For anyone with mental illness it is always a back and forth for trying to fix it, and so many people choose other substances since antidepressants/psych meds do not work, or do not work well, or you get on what I call the medical merry-go-round, but don't have time to get around that without working. I try to help those who are searching for answers, and sometimes have been able to since I've been through all but jail, but yeah.

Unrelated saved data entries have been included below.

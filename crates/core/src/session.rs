//! Sync session
//!
//! A session owns one differ pass, one transfer pool and one progress
//! aggregator. It drives the phases, enforces the barrier between transfers
//! and deletions, and produces the final [`Outcome`].

use std::future::Future;
use std::sync::Arc;
use std::time::Duration;

use serde::Serialize;
use tokio::task::JoinHandle;
use tokio_util::sync::CancellationToken;

use crate::config::TransferConfig;
use crate::differ::{DiffOptions, Differ, Direction, SyncAction};
use crate::error::{Error, Result};
use crate::path::{KeyResolver, ParsedPath, parse_address};
use crate::pool::{Job, JobKind, JobReport, Task, TransferPool};
use crate::progress::{Metric, Phase, ProgressAggregator, Snapshot};
use crate::traits::{ObjectStore, PutOptions, UploadHeaders};

/// What to synchronize
#[derive(Clone)]
pub struct SyncRequest {
    /// Local directory or `s3://` address
    pub source: String,
    /// Local directory or `s3://` address; exactly one side must be remote
    pub destination: String,
    /// Remove destination entries that have no source counterpart
    pub delete_removed: bool,
    /// Compute the plan without transferring anything
    pub dry_run: bool,
    /// Headers for uploaded files
    pub headers: Arc<dyn UploadHeaders>,
}

impl SyncRequest {
    pub fn new(source: impl Into<String>, destination: impl Into<String>) -> Self {
        Self {
            source: source.into(),
            destination: destination.into(),
            delete_removed: false,
            dry_run: false,
            headers: Arc::new(PutOptions::default()),
        }
    }
}

impl std::fmt::Debug for SyncRequest {
    fn fmt(&self, f: &mut std::fmt::Formatter<'_>) -> std::fmt::Result {
        f.debug_struct("SyncRequest")
            .field("source", &self.source)
            .field("destination", &self.destination)
            .field("delete_removed", &self.delete_removed)
            .field("dry_run", &self.dry_run)
            .finish_non_exhaustive()
    }
}

/// Totals for a finished session
#[derive(Debug, Clone, Default, Serialize)]
pub struct Summary {
    pub uploaded: u64,
    pub downloaded: u64,
    pub copied: u64,
    pub deleted: u64,
    pub skipped: u64,
    pub failed: u64,
    pub bytes_transferred: u64,
    pub dry_run: bool,
    /// Planned actions, kept only for dry runs
    #[serde(skip_serializing_if = "Vec::is_empty")]
    pub planned: Vec<SyncAction>,
    #[serde(skip)]
    pub elapsed: Duration,
}

impl Summary {
    pub(crate) fn record(&mut self, report: &JobReport) {
        match report.kind {
            JobKind::Upload => self.uploaded += 1,
            JobKind::Download => self.downloaded += 1,
            JobKind::Copy => self.copied += 1,
            JobKind::Delete => {}
        }
        self.deleted += report.deleted;
        self.bytes_transferred += report.bytes;
    }
}

/// Final result of a session
#[derive(Debug)]
pub enum Outcome {
    Success(Summary),
    /// The session ran to the end but some items failed
    PartialFailure { summary: Summary, errors: Vec<Error> },
    /// The session could not run to the end
    FatalFailure(Error),
}

impl Outcome {
    pub fn summary(&self) -> Option<&Summary> {
        match self {
            Outcome::Success(summary) | Outcome::PartialFailure { summary, .. } => Some(summary),
            Outcome::FatalFailure(_) => None,
        }
    }

    pub fn is_success(&self) -> bool {
        matches!(self, Outcome::Success(_))
    }

    /// Process exit code for this outcome
    pub fn exit_code(&self) -> i32 {
        match self {
            Outcome::Success(_) => 0,
            Outcome::PartialFailure { .. } => 8,
            Outcome::FatalFailure(e) => e.exit_code(),
        }
    }
}

/// Handle to a running session
pub struct SessionHandle {
    progress: Arc<ProgressAggregator>,
    cancel: CancellationToken,
    task: JoinHandle<Outcome>,
}

impl SessionHandle {
    pub(crate) fn spawn<F>(
        progress: Arc<ProgressAggregator>,
        cancel: CancellationToken,
        work: F,
    ) -> Self
    where
        F: Future<Output = Outcome> + Send + 'static,
    {
        Self {
            progress,
            cancel,
            task: tokio::spawn(work),
        }
    }

    /// Shared aggregator; poll [`ProgressAggregator::snapshot`] for status
    pub fn progress(&self) -> Arc<ProgressAggregator> {
        self.progress.clone()
    }

    pub fn snapshot(&self) -> Snapshot {
        self.progress.snapshot()
    }

    /// Stop submitting work; in-flight jobs run to completion
    pub fn cancel(&self) {
        self.cancel.cancel();
    }

    pub fn cancel_token(&self) -> CancellationToken {
        self.cancel.clone()
    }

    /// Wait for the final outcome
    pub async fn wait(self) -> Outcome {
        match self.task.await {
            Ok(outcome) => outcome,
            Err(e) => {
                let error = Error::General(format!("session task failed: {e}"));
                self.progress.mark_failed(&error);
                Outcome::FatalFailure(error)
            }
        }
    }
}

/// Shared state of one running session
pub(crate) struct SessionContext {
    pub(crate) store: Arc<dyn ObjectStore>,
    pub(crate) config: TransferConfig,
    pub(crate) progress: Arc<ProgressAggregator>,
    pub(crate) cancel: CancellationToken,
}

impl SessionContext {
    pub(crate) fn new(store: Arc<dyn ObjectStore>, config: TransferConfig) -> Self {
        Self {
            store,
            config,
            progress: Arc::new(ProgressAggregator::new()),
            cancel: CancellationToken::new(),
        }
    }

    pub(crate) fn pool(&self) -> TransferPool {
        TransferPool::new(
            self.store.clone(),
            self.config.clone(),
            self.progress.clone(),
            self.cancel.clone(),
        )
    }

    /// Submit `jobs` and wait for all of them
    ///
    /// Returns false if the stop signal interrupted submission.
    pub(crate) async fn run_jobs(
        &self,
        pool: &TransferPool,
        jobs: Vec<Job>,
        summary: &mut Summary,
        errors: &mut Vec<Error>,
    ) -> bool {
        let mut tasks: Vec<Task> = Vec::with_capacity(jobs.len());
        let mut completed = true;

        for job in jobs {
            match pool.submit(job).await {
                Ok(task) => tasks.push(task),
                Err(Error::Cancelled) => {
                    tracing::info!("Stop requested, no further jobs submitted");
                    completed = false;
                    break;
                }
                Err(e) => errors.push(e),
            }
        }

        for task in tasks {
            match task.wait().await {
                Ok(report) => {
                    summary.record(&report);
                    errors.extend(
                        report
                            .not_deleted
                            .iter()
                            .map(|target| Error::transfer(target.as_str(), "not deleted")),
                    );
                }
                Err(e) => errors.push(e),
            }
        }
        completed
    }

    /// Fire the terminal signal and build the outcome
    ///
    /// A stop request seen at any point before this call ends the session as
    /// cancelled, even when every submitted job finished.
    pub(crate) fn conclude(
        &self,
        mut summary: Summary,
        errors: Vec<Error>,
        completed: bool,
    ) -> Outcome {
        summary.elapsed = self.progress.snapshot().elapsed;
        if !completed || self.cancel.is_cancelled() {
            self.progress.mark_failed(&Error::Cancelled);
            return Outcome::FatalFailure(Error::Cancelled);
        }

        summary.failed = errors.len() as u64;
        if errors.is_empty() {
            self.progress.mark_done();
            tracing::info!(
                uploaded = summary.uploaded,
                downloaded = summary.downloaded,
                deleted = summary.deleted,
                skipped = summary.skipped,
                "Session complete"
            );
            Outcome::Success(summary)
        } else {
            let error = Error::General(format!("{} item(s) failed", errors.len()));
            self.progress.mark_failed(&error);
            tracing::warn!(failed = errors.len(), "Session finished with failures");
            Outcome::PartialFailure { summary, errors }
        }
    }

    pub(crate) fn fail(&self, error: Error) -> Outcome {
        tracing::warn!(error = %error, "Session failed");
        self.progress.mark_failed(&error);
        Outcome::FatalFailure(error)
    }
}

/// One sync of a local directory with a remote prefix
pub struct SyncSession {
    request: SyncRequest,
    resolver: KeyResolver,
    direction: Direction,
    context: SessionContext,
}

impl SyncSession {
    /// Validate the request; fails with `InvalidAddress` before any I/O
    pub fn new(
        request: SyncRequest,
        store: Arc<dyn ObjectStore>,
        config: TransferConfig,
    ) -> Result<Self> {
        let source = parse_address(&request.source)?;
        let destination = parse_address(&request.destination)?;

        let (direction, local, remote) = match (source, destination) {
            (ParsedPath::Local(local), ParsedPath::Remote(remote)) => {
                (Direction::Upload, local, remote)
            }
            (ParsedPath::Remote(remote), ParsedPath::Local(local)) => {
                (Direction::Download, local, remote)
            }
            _ => {
                return Err(Error::InvalidAddress(format!(
                    "exactly one of '{}' and '{}' must be an s3:// address",
                    request.source, request.destination
                )));
            }
        };
        let resolver = KeyResolver::new(local, remote)?;

        Ok(Self {
            request,
            resolver,
            direction,
            context: SessionContext::new(store, config),
        })
    }

    pub fn direction(&self) -> Direction {
        self.direction
    }

    /// Start the session on the runtime
    pub fn spawn(self) -> SessionHandle {
        let progress = self.context.progress.clone();
        let cancel = self.context.cancel.clone();
        SessionHandle::spawn(progress, cancel, self.run())
    }

    async fn run(self) -> Outcome {
        let ctx = &self.context;
        tracing::info!(
            source = %self.request.source,
            destination = %self.request.destination,
            direction = ?self.direction,
            "Starting sync"
        );

        let options = DiffOptions {
            direction: self.direction,
            delete_removed: self.request.delete_removed,
            hash_check: ctx.config.hash_check,
            part_size: ctx.config.part_size,
            hash_concurrency: ctx.config.max_concurrency.clamp(1, 8),
        };
        let differ = Differ::new(
            self.resolver.clone(),
            ctx.store.clone(),
            ctx.progress.clone(),
            options,
            ctx.cancel.clone(),
        );

        let plan = tokio::select! {
            plan = differ.plan() => plan,
            _ = ctx.cancel.cancelled() => Err(Error::Cancelled),
        };
        let plan = match plan {
            Ok(plan) => plan,
            Err(e) => return ctx.fail(e),
        };

        let counts = plan.counts();
        tracing::info!(
            uploads = counts.uploads,
            downloads = counts.downloads,
            deletes = counts.deletes,
            skips = counts.skips,
            "Plan ready"
        );

        let (actions, mut errors) = plan.into_parts();
        let mut summary = Summary {
            skipped: counts.skips as u64,
            dry_run: self.request.dry_run,
            ..Default::default()
        };

        let (transfers, deletions): (Vec<_>, Vec<_>) = actions
            .iter()
            .filter(|a| a.is_transfer() || a.is_delete())
            .partition(|a| a.is_transfer());

        let bytes: u64 = transfers.iter().filter_map(|a| a.entry().size).sum();
        ctx.progress.set_total(Metric::BytesTransferred, bytes);
        ctx.progress
            .set_total(Metric::ObjectsDeleted, deletions.len() as u64);

        if self.request.dry_run {
            summary.planned = actions;
            return ctx.conclude(summary, errors, true);
        }

        let headers = self.request.headers.as_ref();
        let resolve = |actions: Vec<&SyncAction>| -> Vec<Job> {
            actions
                .into_iter()
                .filter_map(|a| Job::from_action(a, &self.resolver, headers))
                .collect()
        };

        let pool = ctx.pool();
        ctx.progress.advance(Phase::Transferring);
        let completed = ctx
            .run_jobs(&pool, resolve(transfers), &mut summary, &mut errors)
            .await;

        // Barrier: every transfer task has finished before any deletion starts
        let completed = if completed && !deletions.is_empty() {
            ctx.progress.advance(Phase::Deleting);
            ctx.run_jobs(&pool, resolve(deletions), &mut summary, &mut errors)
                .await
        } else {
            completed
        };

        ctx.conclude(summary, errors, completed)
    }
}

It's hard. I need help myself now as I need a psychiatrist and psychologist here. Moving changed everything and then moving again and pretending to be ok is finally not ok. The only truth is that I finally confessed to it so the consequences will come, and they won't be pretty, but hopefully I can find someone who can help me.

Tuesday, March 04, 2025

I'm tired. Tired of the grind from work, tired of hearing fucked up information from family on who has murdered/been to jail recently. Tired of having to hold it together through it all on the outside while falling apart on the inside. Tired of dealing with my sister not dealing with life. Tired of my alcoholism, depression, anxiety and not being able to access proper support because our healthcare system sucks.

 But what I do have going for me is that I'm a goddamn stubborn bitch and not going to give up. I will fight until I can't anymore since that is what I fucking do. It exhausts me and makes me think at times that I can't, but I won't.

Sunday, March 02, 2025

Yeah. So. Holy shit Christ on a cracker and all that. I've already experienced when my cousin tried to kill my uncle twice. And now this: https://nypost.com/2025/03/01/us-news/princeton-man-allegedly-murdered-and-mutilated-by-brother-mourned-at-funeral/

I've known mental illness runs on that side of our family. I have it myself, although my sister & I promised not to kill each other no matter what after this. I have no words except that I'm traumatized again.